A final definition involves the increase in culture, broadly conceived. This centers on the massive increase in symbols, from fashion to media, to emphasize that we inhabit nowadays a world in which we are saturated in signs – from the architecture of cities to the decoration of the body, from round-the-clock television to always-on broadband Internet services. It is an approach to the information society that has appeal especially to postmodern adherents, who may envisage a bounty of signs accompanied by a collapse of meaning precisely because they are ubiquitous, variable, and fast changing (Poster 1990). Living in a global city such as London, one recognizes this easily: signs everywhere, but little sense of coherence or comprehension. We recognize too that this is a quantitative measure, even if the measure is never actually made. It is simply asserted that the expansion of culture signals that we now inhabit a new world.
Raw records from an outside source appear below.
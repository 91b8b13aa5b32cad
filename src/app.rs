//! Top-level application orchestration.
//!
//! `src/main.rs` stays tiny; this module is the real entry point:
//! - loads `.env` and parses CLI arguments
//! - installs the logger
//! - runs the requested pipeline stages
//! - prints reports/plots and writes optional exports

use std::path::Path;

use clap::Parser;
use tracing::info;

use crate::cli::{AnalysisArgs, Command};
use crate::domain::{AnalysisConfig, Variable};
use crate::error::AppError;
use crate::plot::MapLayer;

pub mod pipeline;

/// Entry point for the `lspat` binary.
pub fn run() -> Result<(), AppError> {
    // A missing .env is fine.
    let _ = dotenvy::dotenv();

    // `lspat` and `lspat --demo` behave like `lspat tui ...`; clap needs the
    // subcommand name, so argv is rewritten before parsing.
    let argv = rewrite_args(std::env::args().collect());
    let cli = crate::cli::Cli::parse_from(argv);

    if !matches!(cli.command, Command::Tui(_)) {
        crate::logging::init_cli_logger(cli.verbose);
    }

    match cli.command {
        Command::Analyze(args) => handle_analyze(&args),
        Command::Moran(args) => handle_moran(&args),
        Command::Bandwidth(args) => handle_bandwidth(&args),
        Command::Tui(args) => crate::tui::run(analysis_config_from_args(&args)),
    }
}

fn handle_analyze(args: &AnalysisArgs) -> Result<(), AppError> {
    let config = analysis_config_from_args(args);
    let run = pipeline::run_analysis(&config)?;

    println!("{}", crate::report::format_run_report(&run));

    if config.plot {
        let p = &run.prepared;
        let pairs = crate::stats::moran_scatter(&p.response, &p.weights);
        println!(
            "{}",
            crate::plot::render_moran_scatter(&pairs, run.spatial.moran.i, config.plot_width, config.plot_height / 2)
        );
        for layer in [MapLayer::Response, MapLayer::Lisa, MapLayer::LocalR2, MapLayer::Cluster] {
            println!(
                "{}",
                crate::plot::render_layer_map(&run, layer, config.plot_width, config.plot_height)
            );
        }
    }

    if let Some(path) = &config.export_areas {
        crate::io::export::write_areas_csv(path, &run)?;
        info!(path = %path.display(), "wrote area CSV");
    }
    if let Some(path) = &config.export_summary {
        crate::io::export::write_summary_json(path, &run)?;
        info!(path = %path.display(), "wrote run summary");
    }
    if config.debug_bundle {
        let path = crate::debug::write_debug_bundle(&run, Path::new("debug"))?;
        info!(path = %path.display(), "wrote debug bundle");
    }

    Ok(())
}

fn handle_moran(args: &AnalysisArgs) -> Result<(), AppError> {
    let config = analysis_config_from_args(args);
    let prepared = pipeline::prepare(&config)?;
    let spatial = pipeline::spatial_stats(&prepared)?;

    print!("{}", crate::report::format_dataset(&prepared));
    print!("{}", crate::report::format_weights(&prepared.weights));
    println!("{}", crate::report::format_spatial(&spatial, &prepared));

    if config.plot {
        let pairs = crate::stats::moran_scatter(&prepared.response, &prepared.weights);
        println!(
            "{}",
            crate::plot::render_moran_scatter(&pairs, spatial.moran.i, config.plot_width, config.plot_height / 2)
        );
        println!(
            "{}",
            crate::plot::render_lisa_map(&prepared.centroids, &spatial.lisa, config.plot_width, config.plot_height)
        );
    }
    Ok(())
}

fn handle_bandwidth(args: &AnalysisArgs) -> Result<(), AppError> {
    let config = analysis_config_from_args(args);
    let prepared = pipeline::prepare(&config)?;
    let data = pipeline::gwr_data(&prepared)?;
    let search = pipeline::bandwidth_search(&prepared, &data, config.kernel)?;

    print!("{}", crate::report::format_dataset(&prepared));
    println!("{}", crate::report::format_bandwidth(&search));
    Ok(())
}

pub fn analysis_config_from_args(args: &AnalysisArgs) -> AnalysisConfig {
    // Paths alone mean file mode; neither path means the demo.
    let demo = args.demo || (args.listings.is_none() && args.boundaries.is_none());
    AnalysisConfig {
        listings_path: args.listings.clone(),
        boundaries_path: args.boundaries.clone(),
        demo,
        demo_grid: args.demo_grid,
        demo_listings_per_area: args.demo_listings,
        area_id_field: args.id_field.clone(),
        area_name_field: args.name_field.clone(),
        listing_crs: args.listing_crs,
        boundary_crs: args.boundary_crs,
        max_price: args.max_price,
        min_listings: args.min_listings,
        log_price: !args.no_log_price,
        explanatory: if args.vars.is_empty() {
            Variable::DEFAULT_EXPLANATORY.to_vec()
        } else {
            args.vars.clone()
        },
        weights: args.weights,
        knn_k: args.knn_k,
        islands: args.islands,
        snap: args.snap,
        permutations: args.permutations,
        alpha: args.alpha,
        seed: args.seed,
        kernel: args.kernel,
        adaptive: !args.fixed,
        criterion: args.criterion,
        bandwidth: args.bandwidth,
        bw_min: args.bw_min,
        bw_max: args.bw_max,
        bw_interval: args.bw_interval,
        standardize: !args.no_standardize,
        clusters: args.clusters,
        cluster_k_max: args.cluster_k_max,
        kmeans_restarts: args.restarts,
        kmeans_max_iter: args.max_iter,
        plot: !args.no_plot,
        plot_width: args.width,
        plot_height: args.height,
        export_areas: args.export_areas.clone(),
        export_summary: args.export_summary.clone(),
        debug_bundle: args.debug_bundle,
    }
}

/// Rewrite argv so `lspat` defaults to `lspat tui`.
///
/// - `lspat`                        -> `lspat tui`
/// - `lspat --demo ...`             -> `lspat tui --demo ...`
/// - `lspat --help/--version/-h`    -> unchanged
fn rewrite_args(mut argv: Vec<String>) -> Vec<String> {
    let Some(arg1) = argv.get(1).cloned() else {
        argv.push("tui".to_string());
        return argv;
    };

    if matches!(arg1.as_str(), "-h" | "--help" | "-V" | "--version" | "help") {
        return argv;
    }
    if matches!(arg1.as_str(), "analyze" | "moran" | "bandwidth" | "tui") {
        return argv;
    }
    if arg1.starts_with('-') {
        argv.insert(1, "tui".to_string());
    }
    argv
}

#[cfg(test)]
mod tests {
    use super::*;
    use crate::cli::Cli;

    fn argv(parts: &[&str]) -> Vec<String> {
        parts.iter().map(|s| s.to_string()).collect()
    }

    #[test]
    fn bare_and_flag_only_invocations_become_tui() {
        assert_eq!(rewrite_args(argv(&["lspat"])), argv(&["lspat", "tui"]));
        assert_eq!(
            rewrite_args(argv(&["lspat", "--demo", "-k", "gaussian"])),
            argv(&["lspat", "tui", "--demo", "-k", "gaussian"])
        );
        assert_eq!(rewrite_args(argv(&["lspat", "--help"])), argv(&["lspat", "--help"]));
        assert_eq!(rewrite_args(argv(&["lspat", "moran", "--demo"])), argv(&["lspat", "moran", "--demo"]));
    }

    #[test]
    fn args_map_onto_config() {
        let cli = Cli::parse_from([
            "lspat",
            "analyze",
            "--demo",
            "--fixed",
            "--no-log-price",
            "--no-standardize",
            "--clusters",
            "3",
        ]);
        let Command::Analyze(args) = cli.command else {
            panic!("expected analyze");
        };
        let config = analysis_config_from_args(&args);
        assert!(config.demo);
        assert!(!config.adaptive);
        assert!(!config.log_price);
        assert!(!config.standardize);
        assert_eq!(config.clusters, 3);
        assert_eq!(config.explanatory, Variable::DEFAULT_EXPLANATORY.to_vec());
        assert!(config.validate().is_ok());
    }
}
To repeat: quite why this should be so is not demonstrated.
Reviewing these varying definitions of the information society, what becomes clear is that they are either underdeveloped or imprecise or both. Whether it is a technological, economic, occupational, spatial, or cultural conception, we are left with highly problematical notions of what constitutes, and how to distinguish, an information society, in spite of the fact that large numbers of commentators offer the concept as a means of understanding the world today.
It is important that we remain aware of these difficulties of definition. Though as a heuristic device the term “information society” has some value in helping us to explore features of the contemporary world, it is far too inexact to be acceptable as a definitive term. For this reason, though one may readily acknowledge that information plays a critical role in the present age, one has to remain suspicious as regards information society scenarios and maintain skepticism toward the view that information has become the chief distinguishing feature of our times. The term “information society” may have its uses as a metaphor, insofar as it helps us to think more intensively about the salient features of our times, but we ought not to succumb too readily to the belief that information is the defining feature of the world today.